R. Sim. A decisão foi tomada há sete anos e o Brasil sabia dos requisitos que teria de cumprir. Um exemplo é o atraso de alguns estádios: existia um planejamento. E os aeroportos? Não estarão prontos segundo o que foi prometido. Eu viajo pelo mundo inteiro e vejo as melhorias nos aeroportos no exterior. Qual será nossa imagem diante do mundo? Isso não nos deixa bem. Me dá vergonha, porque o que está em jogo é o nome do meu país.

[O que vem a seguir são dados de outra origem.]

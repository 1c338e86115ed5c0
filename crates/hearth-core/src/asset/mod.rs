// Copyright 2025 eraflo
//
// Licensed under the Apache License, Version 2.0 (the "License");
// you may not use this file except in compliance with the License.
// You may obtain a copy of the License at
//
//     http://www.apache.org/licenses/LICENSE-2.0
//
// Unless required by applicable law or agreed to in writing, software
// distributed under the License is distributed on an "AS IS" BASIS,
// WITHOUT WARRANTIES OR CONDITIONS OF ANY KIND, either express or implied.
// See the License for the specific language governing permissions and
// limitations under the License.

//! Provides the foundational traits and primitive types for Hearth's asset system.
//!
//! This module defines the "common language" for all asset-related operations in the
//! engine. It contains the core contracts that other crates will implement or use,
//! but it has no knowledge of how assets are imported or where the registry lives.
//!
//! The key components are:
//! - The [`Asset`] trait: implemented by every resolved in-memory resource.
//! - [`AssetHandle`], [`AssetType`] and [`AssetMetadata`]: pure identity data.
//! - [`AssetManagerBase`]: the contract the rest of the engine resolves handles through.

mod asset_type;
mod handle;
mod manager;
mod metadata;

pub use asset_type::*;
pub use handle::*;
pub use manager::*;
pub use metadata::*;

use std::any::Any;
use std::sync::Arc;

/// Object-safe access to the concrete type behind a `dyn Asset`.
///
/// Implemented automatically for every sized `Send + Sync + 'static` type.
pub trait AssetAny {
    /// Borrows the value as `&dyn Any`.
    fn as_any(&self) -> &dyn Any;

    /// Converts a shared asset into a shared `Any`, for [`downcast_asset`].
    fn into_any_arc(self: Arc<Self>) -> Arc<dyn Any + Send + Sync>;
}

impl<T: Any + Send + Sync> AssetAny for T {
    fn as_any(&self) -> &dyn Any {
        self
    }

    fn into_any_arc(self: Arc<Self>) -> Arc<dyn Any + Send + Sync> {
        self
    }
}

/// A concrete resolved resource (texture, audio source, scene, ...).
///
/// Resolved assets are shared: the loaded-asset cache and any number of
/// subsystems may hold the same instance through an `Arc<dyn Asset>`.
///
/// The supertraits enforce critical safety guarantees:
/// - `Send` + `Sync`: a resolved asset may be read from any thread, even though
///   the registry and the cache that hand it out are main-thread only.
/// - `'static`: the asset type does not borrow anything, so it can stay
///   resident for as long as the cache keeps it.
///
/// # Examples
///
/// ```
/// use hearth_core::asset::{Asset, AssetHandle, AssetType};
///
/// struct Texture {
///     handle: AssetHandle,
/// }
///
/// impl Asset for Texture {
///     fn handle(&self) -> AssetHandle {
///         self.handle
///     }
///
///     fn asset_type(&self) -> AssetType {
///         AssetType::Texture
///     }
/// }
/// ```
pub trait Asset: AssetAny + Send + Sync + 'static {
    /// The handle this instance was resolved for, or [`AssetHandle::INVALID`]
    /// when it was loaded straight from a path.
    fn handle(&self) -> AssetHandle;

    /// The type tag of this resource.
    fn asset_type(&self) -> AssetType;
}

impl dyn Asset {
    /// Borrows the concrete resource if it is a `T`.
    pub fn downcast_ref<T: Asset>(&self) -> Option<&T> {
        AssetAny::as_any(self).downcast_ref::<T>()
    }

    /// Returns `true` if the concrete resource is a `T`.
    pub fn is<T: Asset>(&self) -> bool {
        AssetAny::as_any(self).is::<T>()
    }
}

/// Recovers the concrete shared resource behind a `dyn Asset`.
///
/// Returns `None` if the asset is not a `T`.
pub fn downcast_asset<T: Asset>(asset: Arc<dyn Asset>) -> Option<Arc<T>> {
    <dyn Asset as AssetAny>::into_any_arc(asset)
        .downcast::<T>()
        .ok()
}

#[cfg(test)]
mod tests {
    use super::*;

    struct Texture(AssetHandle);
    impl Asset for Texture {
        fn handle(&self) -> AssetHandle {
            self.0
        }
        fn asset_type(&self) -> AssetType {
            AssetType::Texture
        }
    }

    struct Sound;
    impl Asset for Sound {
        fn handle(&self) -> AssetHandle {
            AssetHandle::INVALID
        }
        fn asset_type(&self) -> AssetType {
            AssetType::Audio
        }
    }

    #[test]
    fn test_downcast_keeps_identity() {
        let original = Arc::new(Texture(AssetHandle::from_raw(7)));
        let erased: Arc<dyn Asset> = original.clone();

        assert!(erased.is::<Texture>());
        assert_eq!(erased.downcast_ref::<Texture>().map(|t| t.0.raw()), Some(7));

        let typed = downcast_asset::<Texture>(erased).expect("should downcast");
        assert!(Arc::ptr_eq(&typed, &original));
    }

    #[test]
    fn test_downcast_to_wrong_type_fails() {
        let erased: Arc<dyn Asset> = Arc::new(Sound);
        assert!(!erased.is::<Texture>());
        assert!(downcast_asset::<Texture>(erased).is_none());
    }
}
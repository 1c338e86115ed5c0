// Copyright 2025 eraflo
//
// Licensed under the Apache License, Version 2.0 (the "License");
// you may not use this file except in compliance with the License.
// You may obtain a copy of the License at
//
//     http://www.apache.org/licenses/LICENSE-2.0
//
// Unless required by applicable law or agreed to in writing, software
// distributed under the License is distributed on an "AS IS" BASIS,
// WITHOUT WARRANTIES OR CONDITIONS OF ANY KIND, either express or implied.
// See the License for the specific language governing permissions and
// limitations under the License.

//! # Hearth Core
//!
//! Foundational crate containing the asset identity types, the asset manager
//! contract and the background task bridge. It performs no I/O of its own.

#![warn(missing_docs)]

pub mod asset;
pub mod error;
pub mod task;

pub use error::{AssetError, BoxedError};
pub use task::{Task, TaskState, TaskWorker, Timestep};
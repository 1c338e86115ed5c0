// Copyright 2025 eraflo
//
// Licensed under the Apache License, Version 2.0 (the "License");
// you may not use this file except in compliance with the License.
// You may obtain a copy of the License at
//
//     http://www.apache.org/licenses/LICENSE-2.0
//
// Unless required by applicable law or agreed to in writing, software
// distributed under the License is distributed on an "AS IS" BASIS,
// WITHOUT WARRANTIES OR CONDITIONS OF ANY KIND, either express or implied.
// See the License for the specific language governing permissions and
// limitations under the License.

//! Mesh assets produced by the model importer.

use hearth_core::asset::{Asset, AssetHandle, AssetType};

/// Axis-aligned bounds of a vertex set.
#[derive(Debug, Clone, Copy, PartialEq)]
pub struct Bounds {
    /// Smallest corner.
    pub min: [f32; 3],
    /// Largest corner.
    pub max: [f32; 3],
}

impl Bounds {
    /// Computes the bounds of a point set, or `None` if it is empty.
    pub fn from_points(points: &[[f32; 3]]) -> Option<Self> {
        let (first, rest) = points.split_first()?;
        let mut bounds = Bounds {
            min: *first,
            max: *first,
        };
        for p in rest {
            for axis in 0..3 {
                bounds.min[axis] = bounds.min[axis].min(p[axis]);
                bounds.max[axis] = bounds.max[axis].max(p[axis]);
            }
        }
        Some(bounds)
    }
}

/// One drawable primitive: a vertex stream and its triangle list.
#[derive(Debug, Clone, Default, PartialEq)]
pub struct SubMesh {
    /// Name from the source file, if any.
    pub name: String,
    /// Vertex positions.
    pub positions: Vec<[f32; 3]>,
    /// Per-vertex normals, empty when the source has none.
    pub normals: Vec<[f32; 3]>,
    /// Per-vertex texture coordinates, empty when the source has none.
    pub tex_coords: Vec<[f32; 2]>,
    /// Triangle list indices into the vertex arrays.
    pub indices: Vec<u32>,
}

impl SubMesh {
    /// Number of vertices.
    pub fn vertex_count(&self) -> usize {
        self.positions.len()
    }

    /// Number of triangles.
    pub fn triangle_count(&self) -> usize {
        self.indices.len() / 3
    }

    /// Bounds of the vertex positions.
    pub fn bounds(&self) -> Option<Bounds> {
        Bounds::from_points(&self.positions)
    }

    /// Concatenates sub-meshes into one stream, rebasing indices.
    ///
    /// Optional attributes are kept only if every part provides them.
    pub fn merge(name: impl Into<String>, parts: &[SubMesh]) -> SubMesh {
        let keep_normals = parts
            .iter()
            .all(|p| p.normals.len() == p.positions.len());
        let keep_tex_coords = parts
            .iter()
            .all(|p| p.tex_coords.len() == p.positions.len());

        let mut merged = SubMesh {
            name: name.into(),
            ..Default::default()
        };
        for part in parts {
            let base = merged.positions.len() as u32;
            merged.positions.extend_from_slice(&part.positions);
            if keep_normals {
                merged.normals.extend_from_slice(&part.normals);
            }
            if keep_tex_coords {
                merged.tex_coords.extend_from_slice(&part.tex_coords);
            }
            merged.indices.extend(part.indices.iter().map(|i| i + base));
        }
        merged
    }
}

/// A mesh whose source primitives were merged into a single stream.
#[derive(Debug, Clone)]
pub struct StaticMeshData {
    handle: AssetHandle,
    /// The merged geometry.
    pub mesh: SubMesh,
}

impl StaticMeshData {
    /// Wraps merged geometry.
    pub fn new(handle: AssetHandle, mesh: SubMesh) -> Self {
        Self { handle, mesh }
    }
}

impl Asset for StaticMeshData {
    fn handle(&self) -> AssetHandle {
        self.handle
    }

    fn asset_type(&self) -> AssetType {
        AssetType::StaticMesh
    }
}

/// A mesh that keeps every source primitive as its own sub-mesh.
#[derive(Debug, Clone)]
pub struct MeshData {
    handle: AssetHandle,
    /// The primitives, in source order.
    pub submeshes: Vec<SubMesh>,
}

impl MeshData {
    /// Wraps a list of primitives.
    pub fn new(handle: AssetHandle, submeshes: Vec<SubMesh>) -> Self {
        Self { handle, submeshes }
    }

    /// Total vertex count across sub-meshes.
    pub fn vertex_count(&self) -> usize {
        self.submeshes.iter().map(SubMesh::vertex_count).sum()
    }
}

impl Asset for MeshData {
    fn handle(&self) -> AssetHandle {
        self.handle
    }

    fn asset_type(&self) -> AssetType {
        AssetType::Mesh
    }
}
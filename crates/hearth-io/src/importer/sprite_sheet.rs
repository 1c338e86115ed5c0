// Copyright 2025 eraflo
//
// Licensed under the Apache License, Version 2.0 (the "License");
// you may not use this file except in compliance with the License.
// You may obtain a copy of the License at
//
//     http://www.apache.org/licenses/LICENSE-2.0
//
// Unless required by applicable law or agreed to in writing, software
// distributed under the License is distributed on an "AS IS" BASIS,
// WITHOUT WARRANTIES OR CONDITIONS OF ANY KIND, either express or implied.
// See the License for the specific language governing permissions and
// limitations under the License.

//! Reads and writes sprite sheet documents.

use super::{ImportError, Importer};
use hearth_core::asset::AssetHandle;
use hearth_data::assets::{SpriteSheet, SpriteSheetDocument};
use ron::ser::PrettyConfig;
use std::fs;
use std::path::Path;

/// Imports `.sprite` files.
#[derive(Debug, Clone, Copy, Default)]
pub struct SpriteSheetImporter;

impl SpriteSheetImporter {
    /// Writes a sprite sheet as a RON document.
    pub fn save(sheet: &SpriteSheet, path: &Path) -> Result<(), ImportError> {
        let text = ron::ser::to_string_pretty(&sheet.to_document(), PrettyConfig::default())?;
        fs::write(path, text).map_err(|e| ImportError::io(path, e))
    }
}

impl Importer for SpriteSheetImporter {
    type Output = SpriteSheet;

    fn read(&self, handle: AssetHandle, path: &Path) -> Result<SpriteSheet, ImportError> {
        let text = fs::read_to_string(path).map_err(|e| ImportError::io(path, e))?;
        let document: SpriteSheetDocument = ron::from_str(&text)?;
        if !document.texture.is_valid() {
            log::warn!("Sprite sheet '{}' has no texture.", path.display());
        }
        Ok(SpriteSheet::from_document(handle, document))
    }
}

P. A temporada do futebol no Brasil se caracterizou por estádios meio vazios. Quais são as causas desta situação e as possíveis soluções?

R. Os ingressos são caros, e o futebol é um esporte do povo. Não faz sentido um ingresso custar 100 reais, por exemplo. É incompatível com o poder aquisitivo do trabalhador. E, com várias competições ao mesmo tempo, o torcedor precisa priorizar qual é a mais importante para ele. Acho que o equilíbrio dos preços poderia ser uma solução.

O futebol é um esporte do povo. Não faz sentido um ingresso de 100 reais

P. Quais são as principais mudanças do futebol de hoje para o de 20 anos atrás?

R. Mudou muita coisa... Os salários estão cada vez mais altos; antigamente, não era tão comum ver um jogador fazendo propaganda de vários produtos. O gramado e a estrutura dos estádios brasileiros não tinham a qualidade atual. A preparação física dos jogadores agora conta com mais recursos, e o tratamento e recuperação das lesões também evoluiu. Basta comparar a Granja Comary [concentração da seleção brasileira] agora e antes. O futebol se transformou em um grande negócio que move milhões de dólares, deixando um pouco de lado o romantismo do passado. Antes se jogava por amor à camisa; hoje parece que está mais robotizado.

Transporte, saúde, educação. Tudo isso está mal desde que eu era um garoto e vivia na Bahia

P. Zico, um de seus ídolos, afirmou que a seleção hoje não depende de um único jogador. Você confia em uma equipe sem os Romários, Ronaldos, Bebetos e Rivaldos de outras épocas? Qual é a maior virtude da seleção atual?

R. Sempre disse que um jogador não ganha um jogo sozinho, menos ainda uma Copa do Mundo. É importante que toda a equipe esteja unida, preparada e tranquila. E quando falo da equipe, falo de todos os que estão ali, dentro e fora de campo. Sempre há jogadores que se destacam mais, que marcam mais gols, mas ninguém ganha uma Copa sozinho. A maior virtude da seleção brasileira é que há uma família Scolari. Sendo uma família, há união, ideais, garra. Não acreditavam na seleção na Copa das Confederações em 2013, e ganhamos... É isso! Tem que acreditar!

P. Quais são seus três favoritos ao título?

R. Brasil, é claro. Eu sempre aponto as seleções de tradição, como Itália, Alemanha, Uruguai e Argentina. Mas será muito disputado. A Espanha é uma seleção de peso. Só faltava um título mundial para dar credibilidade a seu futebol.

P. Diga-me cinco jogadores jovens para observar na Copa do Mundo.

R. Neymar, Oscar, Bernard, David Luiz. Thiago Alcântara, se tivesse ido, seria outro.